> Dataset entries

════

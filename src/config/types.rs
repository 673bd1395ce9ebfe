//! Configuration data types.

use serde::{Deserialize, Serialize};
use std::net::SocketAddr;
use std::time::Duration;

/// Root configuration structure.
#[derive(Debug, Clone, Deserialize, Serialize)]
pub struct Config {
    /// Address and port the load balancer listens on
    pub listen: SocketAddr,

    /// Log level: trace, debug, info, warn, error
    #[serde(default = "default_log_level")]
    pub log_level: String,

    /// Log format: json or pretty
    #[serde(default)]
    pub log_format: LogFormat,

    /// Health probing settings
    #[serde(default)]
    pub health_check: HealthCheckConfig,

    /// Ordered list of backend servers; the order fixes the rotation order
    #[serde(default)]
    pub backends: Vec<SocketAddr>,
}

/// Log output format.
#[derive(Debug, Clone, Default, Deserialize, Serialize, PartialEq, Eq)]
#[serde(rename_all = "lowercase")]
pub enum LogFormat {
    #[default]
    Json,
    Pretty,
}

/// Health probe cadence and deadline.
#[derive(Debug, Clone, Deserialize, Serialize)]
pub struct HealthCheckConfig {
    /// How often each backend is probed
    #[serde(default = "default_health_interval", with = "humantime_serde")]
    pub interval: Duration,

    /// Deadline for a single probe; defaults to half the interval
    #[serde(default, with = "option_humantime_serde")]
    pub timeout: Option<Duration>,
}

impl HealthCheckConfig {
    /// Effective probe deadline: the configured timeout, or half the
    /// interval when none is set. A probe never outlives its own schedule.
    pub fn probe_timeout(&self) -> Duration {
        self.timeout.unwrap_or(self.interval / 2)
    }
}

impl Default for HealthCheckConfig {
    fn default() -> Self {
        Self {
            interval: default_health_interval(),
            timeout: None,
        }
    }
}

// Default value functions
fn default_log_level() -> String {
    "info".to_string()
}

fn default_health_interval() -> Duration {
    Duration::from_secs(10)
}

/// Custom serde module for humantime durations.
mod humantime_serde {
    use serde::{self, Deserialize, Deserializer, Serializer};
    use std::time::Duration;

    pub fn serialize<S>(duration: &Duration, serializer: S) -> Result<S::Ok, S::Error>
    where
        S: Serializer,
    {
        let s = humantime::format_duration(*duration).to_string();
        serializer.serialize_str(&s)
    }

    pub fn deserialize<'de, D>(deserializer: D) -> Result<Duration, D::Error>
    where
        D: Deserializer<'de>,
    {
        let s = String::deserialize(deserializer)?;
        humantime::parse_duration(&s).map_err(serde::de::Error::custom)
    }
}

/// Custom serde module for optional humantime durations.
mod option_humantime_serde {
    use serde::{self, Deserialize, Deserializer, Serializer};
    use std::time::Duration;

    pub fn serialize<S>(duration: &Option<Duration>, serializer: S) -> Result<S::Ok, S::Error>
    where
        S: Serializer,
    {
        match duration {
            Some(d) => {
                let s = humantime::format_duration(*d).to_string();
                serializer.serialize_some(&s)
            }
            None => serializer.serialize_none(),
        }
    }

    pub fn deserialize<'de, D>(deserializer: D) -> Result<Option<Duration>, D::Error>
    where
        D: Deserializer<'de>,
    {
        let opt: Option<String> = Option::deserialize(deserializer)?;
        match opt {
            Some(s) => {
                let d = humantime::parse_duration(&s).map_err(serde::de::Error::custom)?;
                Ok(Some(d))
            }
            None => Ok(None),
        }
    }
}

════

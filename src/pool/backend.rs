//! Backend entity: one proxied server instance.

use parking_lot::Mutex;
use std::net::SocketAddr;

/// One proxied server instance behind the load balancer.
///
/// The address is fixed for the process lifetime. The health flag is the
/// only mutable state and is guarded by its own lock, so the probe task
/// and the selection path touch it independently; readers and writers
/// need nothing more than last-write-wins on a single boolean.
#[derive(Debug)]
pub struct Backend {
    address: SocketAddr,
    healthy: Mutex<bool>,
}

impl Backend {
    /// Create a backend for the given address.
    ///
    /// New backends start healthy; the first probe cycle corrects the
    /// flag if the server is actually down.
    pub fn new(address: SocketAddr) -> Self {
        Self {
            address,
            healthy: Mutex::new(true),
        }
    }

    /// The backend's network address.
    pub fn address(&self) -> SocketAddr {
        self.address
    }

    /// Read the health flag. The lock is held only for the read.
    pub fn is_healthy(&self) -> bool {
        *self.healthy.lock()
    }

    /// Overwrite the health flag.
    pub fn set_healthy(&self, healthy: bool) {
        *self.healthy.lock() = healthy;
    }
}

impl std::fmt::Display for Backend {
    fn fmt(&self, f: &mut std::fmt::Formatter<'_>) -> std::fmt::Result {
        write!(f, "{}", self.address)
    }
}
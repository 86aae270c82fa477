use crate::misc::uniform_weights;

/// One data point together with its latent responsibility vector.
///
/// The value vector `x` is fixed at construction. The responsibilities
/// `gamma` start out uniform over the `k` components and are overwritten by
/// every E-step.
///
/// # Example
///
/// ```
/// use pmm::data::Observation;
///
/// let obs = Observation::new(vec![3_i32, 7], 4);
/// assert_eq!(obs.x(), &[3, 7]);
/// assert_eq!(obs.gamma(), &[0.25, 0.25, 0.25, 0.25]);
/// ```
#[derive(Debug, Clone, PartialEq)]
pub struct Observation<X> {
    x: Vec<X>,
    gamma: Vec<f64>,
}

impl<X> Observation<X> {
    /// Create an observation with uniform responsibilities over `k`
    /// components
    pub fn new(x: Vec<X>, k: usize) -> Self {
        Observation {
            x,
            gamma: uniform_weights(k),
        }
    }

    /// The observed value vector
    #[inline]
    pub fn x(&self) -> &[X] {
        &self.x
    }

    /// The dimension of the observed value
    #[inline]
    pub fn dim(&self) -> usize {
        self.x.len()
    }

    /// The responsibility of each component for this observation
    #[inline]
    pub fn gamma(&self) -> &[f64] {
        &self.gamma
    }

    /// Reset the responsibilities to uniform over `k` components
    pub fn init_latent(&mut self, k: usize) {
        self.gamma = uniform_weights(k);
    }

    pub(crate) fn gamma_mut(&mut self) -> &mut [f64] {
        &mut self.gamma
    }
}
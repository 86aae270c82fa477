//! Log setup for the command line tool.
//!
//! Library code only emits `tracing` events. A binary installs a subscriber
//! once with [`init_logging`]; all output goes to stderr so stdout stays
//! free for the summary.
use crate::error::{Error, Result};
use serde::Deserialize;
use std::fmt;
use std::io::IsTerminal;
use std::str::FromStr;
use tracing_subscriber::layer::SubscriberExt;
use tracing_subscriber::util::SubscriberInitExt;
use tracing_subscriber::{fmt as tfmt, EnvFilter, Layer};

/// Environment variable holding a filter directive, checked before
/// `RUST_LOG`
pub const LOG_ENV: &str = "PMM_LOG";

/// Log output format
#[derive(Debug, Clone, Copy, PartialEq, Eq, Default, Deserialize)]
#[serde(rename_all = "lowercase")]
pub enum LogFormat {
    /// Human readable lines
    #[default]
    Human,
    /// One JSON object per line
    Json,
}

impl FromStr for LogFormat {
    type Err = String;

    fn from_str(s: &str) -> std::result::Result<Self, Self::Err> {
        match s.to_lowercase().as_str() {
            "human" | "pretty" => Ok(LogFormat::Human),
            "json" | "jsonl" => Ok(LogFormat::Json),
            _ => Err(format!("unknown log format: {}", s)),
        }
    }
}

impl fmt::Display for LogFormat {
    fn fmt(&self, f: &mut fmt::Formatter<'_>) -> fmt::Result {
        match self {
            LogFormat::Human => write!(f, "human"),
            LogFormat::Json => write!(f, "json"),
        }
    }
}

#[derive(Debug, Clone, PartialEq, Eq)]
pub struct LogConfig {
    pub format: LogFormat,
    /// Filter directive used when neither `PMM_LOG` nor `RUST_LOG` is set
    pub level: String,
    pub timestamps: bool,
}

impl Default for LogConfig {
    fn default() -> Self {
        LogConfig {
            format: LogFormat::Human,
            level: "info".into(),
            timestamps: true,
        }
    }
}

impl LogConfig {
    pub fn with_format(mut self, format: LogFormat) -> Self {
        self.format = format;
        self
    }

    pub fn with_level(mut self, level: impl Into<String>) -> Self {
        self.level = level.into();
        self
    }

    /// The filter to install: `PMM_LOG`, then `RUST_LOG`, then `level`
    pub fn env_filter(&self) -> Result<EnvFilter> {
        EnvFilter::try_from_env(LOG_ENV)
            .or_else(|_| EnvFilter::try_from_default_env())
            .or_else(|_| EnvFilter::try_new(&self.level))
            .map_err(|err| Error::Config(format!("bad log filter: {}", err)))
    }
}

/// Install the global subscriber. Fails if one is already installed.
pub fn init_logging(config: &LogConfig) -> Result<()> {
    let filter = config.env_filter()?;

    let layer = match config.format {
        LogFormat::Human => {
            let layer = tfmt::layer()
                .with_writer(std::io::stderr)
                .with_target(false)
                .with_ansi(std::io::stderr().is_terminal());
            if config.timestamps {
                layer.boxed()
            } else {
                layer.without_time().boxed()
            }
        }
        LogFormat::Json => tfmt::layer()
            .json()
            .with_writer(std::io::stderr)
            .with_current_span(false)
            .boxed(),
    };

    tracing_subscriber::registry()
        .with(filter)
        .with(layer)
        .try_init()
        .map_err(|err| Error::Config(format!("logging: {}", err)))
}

════

> What the exercise asks
Copy task for the entries above: every line with the string "LogConfig".

> Response for this exercise
pub struct LogConfig {
impl Default for LogConfig {
        LogConfig {
impl LogConfig {
pub fn init_logging(config: &LogConfig) -> Result<()> {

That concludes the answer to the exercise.